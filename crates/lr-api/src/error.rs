//! HTTP mapping for `AppError`.

use std::fmt;

use actix_web::http::StatusCode;
use actix_web::{HttpResponse, ResponseError};
use lr_core::error::AppError;
use serde_json::json;

/// `AppError` as seen by actix-web.
#[derive(Debug)]
pub struct ApiError(pub AppError);

impl From<AppError> for ApiError {
    fn from(err: AppError) -> Self {
        ApiError(err)
    }
}

impl fmt::Display for ApiError {
    fn fmt(&self, f: &mut fmt::Formatter<'_>) -> fmt::Result {
        fmt::Display::fmt(&self.0, f)
    }
}

impl ResponseError for ApiError {
    fn status_code(&self) -> StatusCode {
        match &self.0 {
            AppError::NotFound(..) => StatusCode::NOT_FOUND,
            AppError::Validation(_) => StatusCode::BAD_REQUEST,
            AppError::Unauthorized(_) => StatusCode::UNAUTHORIZED,
            AppError::Forbidden(_) => StatusCode::FORBIDDEN,
            AppError::Conflict(_) => StatusCode::CONFLICT,
            AppError::TooLarge(_) => StatusCode::PAYLOAD_TOO_LARGE,
            AppError::Store(_) => StatusCode::INTERNAL_SERVER_ERROR,
        }
    }

    fn error_response(&self) -> HttpResponse {
        let message = match &self.0 {
            AppError::Store(err) => {
                log::error!("store failure: {:#}", err);
                "internal server error".to_string()
            }
            other => other.to_string(),
        };
        HttpResponse::build(self.status_code()).json(json!({ "error": message }))
    }
}

pub type ApiResult<T> = Result<T, ApiError>;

=== THE PROBLEM ===
Repeat only the lines above, from the first line of the entries through the line that contains "impl ResponseError for", including both ends.

=== RESPONSE ===
filename crates/lr-api/src/error.rs
//! HTTP mapping for `AppError`.

use std::fmt;

use actix_web::http::StatusCode;
use actix_web::{HttpResponse, ResponseError};
use lr_core::error::AppError;
use serde_json::json;

/// `AppError` as seen by actix-web.
#[derive(Debug)]
pub struct ApiError(pub AppError);

impl From<AppError> for ApiError {
    fn from(err: AppError) -> Self {
        ApiError(err)
    }
}

impl fmt::Display for ApiError {
    fn fmt(&self, f: &mut fmt::Formatter<'_>) -> fmt::Result {
        fmt::Display::fmt(&self.0, f)
    }
}

impl ResponseError for ApiError {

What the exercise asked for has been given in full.